Stabilité structurelle et morphogenèse

Le programme de Thom était de faire des morphologies de la réalité quotidienne, l’objet d’une science dynamique des formes, car la réalité se présente en "phénomènes et formes" 1009 . La pratique de modélisation de Thom dans un domaine de l’expérience peut se résumer ainsi : trouver les formes rencontrées habituellement, établir une liste de ces formes selon leurs caractéristiques topologiques, trouver la dynamique qui gouverne leur émergence et leur destruction.

L’ouvrage de Thom, Stabilité structurelle et morphogenèse 1010 , construit à partir de 1966 et publié en 1972, constitue une sorte de manifeste de la théorie des catastrophes. Fidèle à son programme, Thom propose, dans les sept premiers chapitres, une théorie générale de la morphologie, applicable à tout problème de formes.

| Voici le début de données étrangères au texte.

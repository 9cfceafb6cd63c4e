use super::StatusFilter;
use crate::record::PermitRecord;

/// Records whose applicant contains `name`, ignoring case, then narrowed by `status`.
///
/// Catalog order is preserved. `name` is expected to be validated already.
pub fn applicant_search_inner<'a>(
    records: &'a [PermitRecord],
    name: &str,
    status: &StatusFilter,
) -> Vec<&'a PermitRecord> {
    let needle = name.to_lowercase();
    records
        .iter()
        .filter(|record| record.applicant_key().contains(&needle))
        .filter(|record| status.matches(record))
        .collect()
}

/// Records whose address contains `address`, ignoring case.
///
/// With no address every record is returned, in catalog order.
pub fn address_search_inner<'a>(
    records: &'a [PermitRecord],
    address: Option<&str>,
) -> Vec<&'a PermitRecord> {
    match address {
        None => records.iter().collect(),
        Some(address) => {
            let needle = address.to_lowercase();
            records
                .iter()
                .filter(|record| record.address_key().contains(&needle))
                .collect()
        }
    }
}

#[cfg(test)]
mod tests {
    use super::*;
    use crate::record::Coordinate;

    fn records() -> Vec<PermitRecord> {
        vec![
            PermitRecord::new(
                "Joe's Tacos",
                "100 Main St",
                "APPROVED",
                Coordinate::new(37.77, -122.42),
            ),
            PermitRecord::new(
                "Best Burgers",
                "200 Main St",
                "REQUESTED",
                Coordinate::new(37.78, -122.41),
            ),
            PermitRecord::new("Joe's Burgers", "5 FOLSOM ST", "EXPIRED", None),
        ]
    }

    fn applicants(found: &[&PermitRecord]) -> Vec<String> {
        found.iter().map(|r| r.applicant().to_string()).collect()
    }

    #[test]
    fn test_applicant_substring_case_insensitive() {
        let records = records();
        for name in ["joe", "JOE", "Joe", "oe's"] {
            let found = applicant_search_inner(&records, name, &StatusFilter::Any);
            assert_eq!(
                applicants(&found),
                vec!["Joe's Tacos", "Joe's Burgers"],
                "query {name:?}"
            );
        }
    }

    #[test]
    fn test_applicant_status_filter_is_exact() {
        let records = records();
        let found = applicant_search_inner(&records, "burgers", &StatusFilter::exact("requested"));
        assert_eq!(applicants(&found), vec!["Best Burgers"]);

        let found = applicant_search_inner(&records, "burgers", &StatusFilter::exact("request"));
        assert!(found.is_empty(), "status must match exactly, not by substring");
    }

    #[test]
    fn test_applicant_no_match_is_empty() {
        let records = records();
        assert!(applicant_search_inner(&records, "pizza", &StatusFilter::Any).is_empty());
    }

    #[test]
    fn test_address_none_returns_everything_in_order() {
        let records = records();
        let found = address_search_inner(&records, None);
        assert_eq!(found.len(), records.len());
        assert!(found.iter().zip(&records).all(|(a, b)| std::ptr::eq(*a, b)));
    }

    #[test]
    fn test_address_substring_case_insensitive() {
        let records = records();
        let found = address_search_inner(&records, Some("main"));
        assert_eq!(applicants(&found), vec!["Joe's Tacos", "Best Burgers"]);

        let found = address_search_inner(&records, Some("folsom"));
        assert_eq!(applicants(&found), vec!["Joe's Burgers"]);
    }

    fn smith_and_tacos() -> Vec<PermitRecord> {
        vec![
            PermitRecord::new("Joe's Tacos", "100 Main St", "APPROVED", None),
            PermitRecord::new("Joe Smith Grill", "5 Castro Ave", "APPROVED", None),
        ]
    }

    #[test]
    fn test_applicant_needle_keeps_surrounding_whitespace() {
        let records = smith_and_tacos();
        let found = applicant_search_inner(&records, "joe ", &StatusFilter::Any);
        assert_eq!(applicants(&found), vec!["Joe Smith Grill"]);

        let found = applicant_search_inner(&records, "joe", &StatusFilter::Any);
        assert_eq!(found.len(), 2);
    }

    #[test]
    fn test_address_needle_keeps_surrounding_whitespace() {
        let records = smith_and_tacos();
        let found = address_search_inner(&records, Some(" st"));
        assert_eq!(applicants(&found), vec!["Joe's Tacos"]);

        let found = address_search_inner(&records, Some("st"));
        assert_eq!(found.len(), 2);
    }
}
//! Basic permit search functionality
//!
//! This example demonstrates the fundamental search operations:
//! - Creating a searcher over a synthetic permit catalog
//! - Applicant name search, with and without a status filter
//! - Address search, including the "everything" case
//! - Handling validation errors

use curbside::{PermitRecord, PermitSearcher, TestDataConfig};

fn main() -> Result<(), Box<dyn std::error::Error>> {
    // Synthetic San Francisco permits (no downloads needed)
    let searcher = PermitSearcher::from_test_data(TestDataConfig::sample())?;
    println!("{}\n", searcher.summary());

    // Case-insensitive substring match on the applicant
    println!("Applicants matching 'catering':");
    let results = searcher.search_by_applicant(Some("catering"), None)?;
    print_permits(&results, 3);

    // Same search restricted to approved permits
    println!("\nApproved applicants matching 'catering':");
    let results = searcher.search_by_applicant(Some("catering"), Some("approved"))?;
    print_permits(&results, 3);

    // Address search has no status filter
    println!("\nPermits on Folsom St:");
    let results = searcher.search_by_address(Some("folsom st"));
    print_permits(&results, 5);

    // No address means the whole catalog
    println!("\nAll permits:");
    let results = searcher.search_by_address(None);
    print_permits(&results, 2);

    // A missing name is a validation error with a stable reason code
    match searcher.search_by_applicant(None, None) {
        Ok(_) => println!("\nUnexpectedly accepted a missing name"),
        Err(err) => println!("\nRejected: {} ({})", err, err.reason()),
    }

    Ok(())
}

fn print_permits(results: &[&PermitRecord], limit: usize) {
    for (i, permit) in results.iter().take(limit).enumerate() {
        println!(
            "  {}. {} - {} [{}]",
            i + 1,
            permit.applicant(),
            permit.address(),
            permit.status()
        );
    }

    if results.len() > limit {
        println!("  ... and {} more results", results.len() - limit);
    }
}

#[cfg(test)]
mod tests {
    use super::*;

    fn setup_test_env() {
        let _ = curbside::init_logging(tracing::Level::WARN);
    }

    #[test]
    fn test_basic_search_example() {
        setup_test_env();
        assert!(
            main().is_ok(),
            "Basic search example should run successfully"
        );
    }
}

L’approche de Thom est qualitative, résolument qualitative, et fait écho à tout ce que nous avons montré. Thom va très loin dans ce sens, au point de condamner la science quantitative, jugée dogmatique 1011 . La théorie des catastrophes est un moyen de penser rigoureusement le qualitatif 1012 .

La notion de stabilité, propriété essentielle des formes, joue un rôle extrêmement important. Pour Thom, elle repose sur une structure algébrico-géométrique, dotée de la propriété de stabilité structurelle par rapport aux perturbations l’affectant 1013 . Cette structure porte le nom de logos dans la terminologie de Thom 1014  et c’est ce que proposent ses théories. La stabilité structurelle est donc déterminante dans ses mathématiques et ses vues en matière de modélisation, ce qui explique le titre de son ouvrage. Avec la notion de généricité apparue dans la question des classifications des singularités, ce sont les deux ingrédients mathématiques clés dans les théories de Thom.

En outre, Thom prône une approche non réductionniste 1015 en science, et dans la modélisation. Il souligne aussi la grande autonomie de ses théories relativement au substrat des phénomènes : l’étude de la morphologie est déconnectée des spécificités du matériau où apparaît la forme.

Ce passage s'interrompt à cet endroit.